In Grable , the United States Supreme Court determined that federal-question jurisdiction over state-law claims will lie where the "state law claim necessarily raise[s] a stated federal issue, actually disputed and substantial, which a federal forum may entertain without disturbing any congressionally approved balance of federal and state judicial responsibilities." Id. at 314, 125 S.Ct. 2363. Where these requirements are met, the Supreme Court has held that "jurisdiction is proper because there is a ‘serious federal interest in claiming the advantages thought to be inherent in a federal forum,’ which can be vindicated without disrupting Congress's intended division of labor between state and federal courts." Gunn v. Minton , 568 U.S. 251, 258, 133 S.Ct. 1059, 185 L.Ed.2d 72 (2013) (quoting Grable , 545 U.S. at 313-14, 125 S.Ct. 2363 ).
Observing that substantial-federal-question jurisdiction had been recognized "for nearly 100 years," the Supreme Court identified Smith v. Kansas City Title & Trust Co. , 255 U.S. 180, 41 S.Ct. 243, 65 L.Ed. 577 (1921), where a suit by a shareholder claiming that the defendant corporation could not lawfully buy certain bonds of the National Government because their issuance was unconstitutional, as the "classic example." Grable , 545 U.S. at 312, 125 S.Ct. 2363. Although Missouri law provided the cause of action, the Supreme Court recognized federal-question jurisdiction because the principal issue in the case was the federal constitutionality of the bond issue. Id.

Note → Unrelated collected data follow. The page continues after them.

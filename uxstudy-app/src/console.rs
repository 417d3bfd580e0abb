use std::cell::{Cell, RefCell};
use std::rc::Rc;

use tracing::{debug, info};
use uxstudy_core::Condition;
use uxstudy_experiment::{AudioCue, ButtonSurface, Presenter, VoiceRecognizer};

/// Prints instructions and menu changes for the experimenter's console.
/// Tracks whether the condition selectors accept a `start`.
#[derive(Debug)]
pub struct ConsolePresenter {
    selectors_enabled: bool,
}

impl ConsolePresenter {
    pub fn new() -> Self {
        Self {
            selectors_enabled: true,
        }
    }

    pub fn selectors_enabled(&self) -> bool {
        self.selectors_enabled
    }
}

impl Default for ConsolePresenter {
    fn default() -> Self {
        Self::new()
    }
}

impl Presenter for ConsolePresenter {
    fn show_instruction(&mut self, text: &str) {
        println!(">>> {text}");
    }

    fn set_main_menu_visible(&mut self, visible: bool) {
        if visible {
            println!("[menu] start a condition: start voice|touchscreen|controller|baseline");
        }
    }

    fn set_condition_menu_visible(&mut self, condition: Condition, visible: bool) {
        debug!(%condition, visible, "condition menu");
    }

    fn set_condition_selectors_enabled(&mut self, enabled: bool) {
        self.selectors_enabled = enabled;
        debug!(enabled, "condition selectors");
    }
}

#[derive(Debug, Default)]
pub struct ConsoleAudio;

impl AudioCue for ConsoleAudio {
    fn play(&mut self, cue: &str) {
        debug!(cue, "audio cue");
        print!("\x07");
    }
}

#[derive(Debug, Default)]
pub struct ConsoleRecognizer;

impl VoiceRecognizer for ConsoleRecognizer {
    fn start_recognizer(&mut self, keywords: &[String]) {
        info!(?keywords, "keyword recognizer listening");
    }

    fn stop_recognizer(&mut self) {
        info!("keyword recognizer stopped");
    }
}

/// A button panel rendered as a numbered list. The interactable flag is
/// shared with the input loop, which drops presses while it is off.
#[derive(Debug, Clone)]
pub struct ConsolePanel {
    name: &'static str,
    labels: Rc<RefCell<Vec<String>>>,
    interactable: Rc<Cell<bool>>,
}

impl ConsolePanel {
    pub fn new(name: &'static str) -> Self {
        Self {
            name,
            labels: Rc::new(RefCell::new(Vec::new())),
            interactable: Rc::new(Cell::new(true)),
        }
    }

    pub fn is_interactable(&self) -> bool {
        self.interactable.get()
    }

    pub fn labels(&self) -> Vec<String> {
        self.labels.borrow().clone()
    }
}

impl ButtonSurface for ConsolePanel {
    fn set_labels(&mut self, labels: &[String]) {
        *self.labels.borrow_mut() = labels.to_vec();
        let listing: Vec<String> = labels
            .iter()
            .enumerate()
            .map(|(i, label)| format!("{i}:{label}"))
            .collect();
        println!("[{}] {}", self.name, listing.join("  "));
    }

    fn set_interactable(&mut self, interactable: bool) {
        self.interactable.set(interactable);
        debug!(panel = self.name, interactable, "panel input");
    }
}
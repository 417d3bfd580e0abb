use thiserror::Error;
use uxstudy_core::UnknownCondition;

#[derive(Debug, Error)]
pub enum StudyError {
    #[error("invalid study configuration: {0}")]
    Configuration(String),
    #[error(transparent)]
    UnknownCondition(#[from] UnknownCondition),
    #[error("trial index {index} is out of range for a sequence of {len} trials")]
    IndexOutOfRange { index: usize, len: usize },
    #[error(
        "index-based and name-based instructions differ in length (indices={indices}, names={names})"
    )]
    SequenceLengthMismatch { indices: usize, names: usize },
    #[error("the experiment has not been started")]
    ExperimentNotStarted,
    #[error("no condition is running")]
    NotRunning,
    #[error("log sink failed: {0}")]
    Sink(#[from] std::io::Error),
}

pub type StudyResult<T> = Result<T, StudyError>;
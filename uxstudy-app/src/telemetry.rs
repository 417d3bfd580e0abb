use std::io::IsTerminal;
use std::sync::OnceLock;

use tracing_subscriber::{EnvFilter, Registry, layer::SubscriberExt, util::SubscriberInitExt};

static INITIALISED: OnceLock<()> = OnceLock::new();

/// Installs the global subscriber. Diagnostics go to stderr so the
/// participant-facing console output on stdout stays clean.
pub fn init_tracing() -> Result<(), InitError> {
    INITIALISED
        .set(())
        .map_err(|_| InitError::AlreadyInitialised)?;

    let filter = EnvFilter::try_from_default_env().unwrap_or_else(|_| EnvFilter::new("info"));
    let fmt_layer = tracing_subscriber::fmt::layer()
        .with_target(true)
        .with_ansi(std::io::stderr().is_terminal())
        .with_writer(std::io::stderr);
    Registry::default()
        .with(filter)
        .with(fmt_layer)
        .try_init()
        .map_err(|e| InitError::Subscriber(e.to_string()))
}

#[derive(Debug, thiserror::Error)]
pub enum InitError {
    #[error("tracing has already been initialised")]
    AlreadyInitialised,
    #[error("failed to install tracing subscriber: {0}")]
    Subscriber(String),
}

Grable itself was an appeal from a decision of the Court of Appeals for the Sixth Circuit. The Grable case arose from a 1994 seizure by the Internal Revenue Service (IRS) of real property in Michigan owned by Grable & Sons Metal Products, Inc. (Grable). 545 U.S. at 310, 125 S.Ct. 2363. Grable subsequently brought a quiet title action in state court against the company to which the IRS had sold the property. Id. at 311, 125 S.Ct. 2363. The state court action was removed to federal court as presenting a federal question. Id. The district court denied Grable's motion to remand the case, finding that the "claim does pose a ‘significant question of federal law’ " because "the claim of title depended on the interpretation of the notice statute in the federal tax law." Id. The district court ruled that Grable's lack of a federal right of action to enforce its claim did not bar the exercise of federal jurisdiction. Id. The district court also reached the merits of the question before it, granting summary judgment in favor of the purchaser. Id. The Sixth Circuit affirmed the district court on both the jurisdictional and merits questions.
The Supreme Court granted certiorari on the jurisdictional question alone, "to resolve a split within the Courts of Appeals on whether Merrell Dow Pharmaceuticals Inc. v. Thompson , 478 U.S. 804, 106 S. Ct. 3229, 92 L.Ed.2d 650 (1986), always requires a federal cause of action as a condition for exercising federal-question jurisdiction." 545 U.S. at 312, 125 S.Ct. 2363. The Supreme Court framed the specific question before it as "whether want of a federal cause of action to try claims of title to land obtained at a federal tax sale precludes removal to federal court of a state action with nondiverse parties raising a disputed issue of federal title law." Id. at 310, 125 S.Ct. 2363. The Court answered "no," ultimately affirming the Sixth Circuit's decision that the suit presented a removable federal question. The Court held that "the national interest in providing a federal forum for federal tax litigation is sufficiently substantial to support the exercise of federal-question jurisdiction over the disputed issue on removal, which would not distort any division of labor between the state and federal courts, provided or assumed by Congress." Id.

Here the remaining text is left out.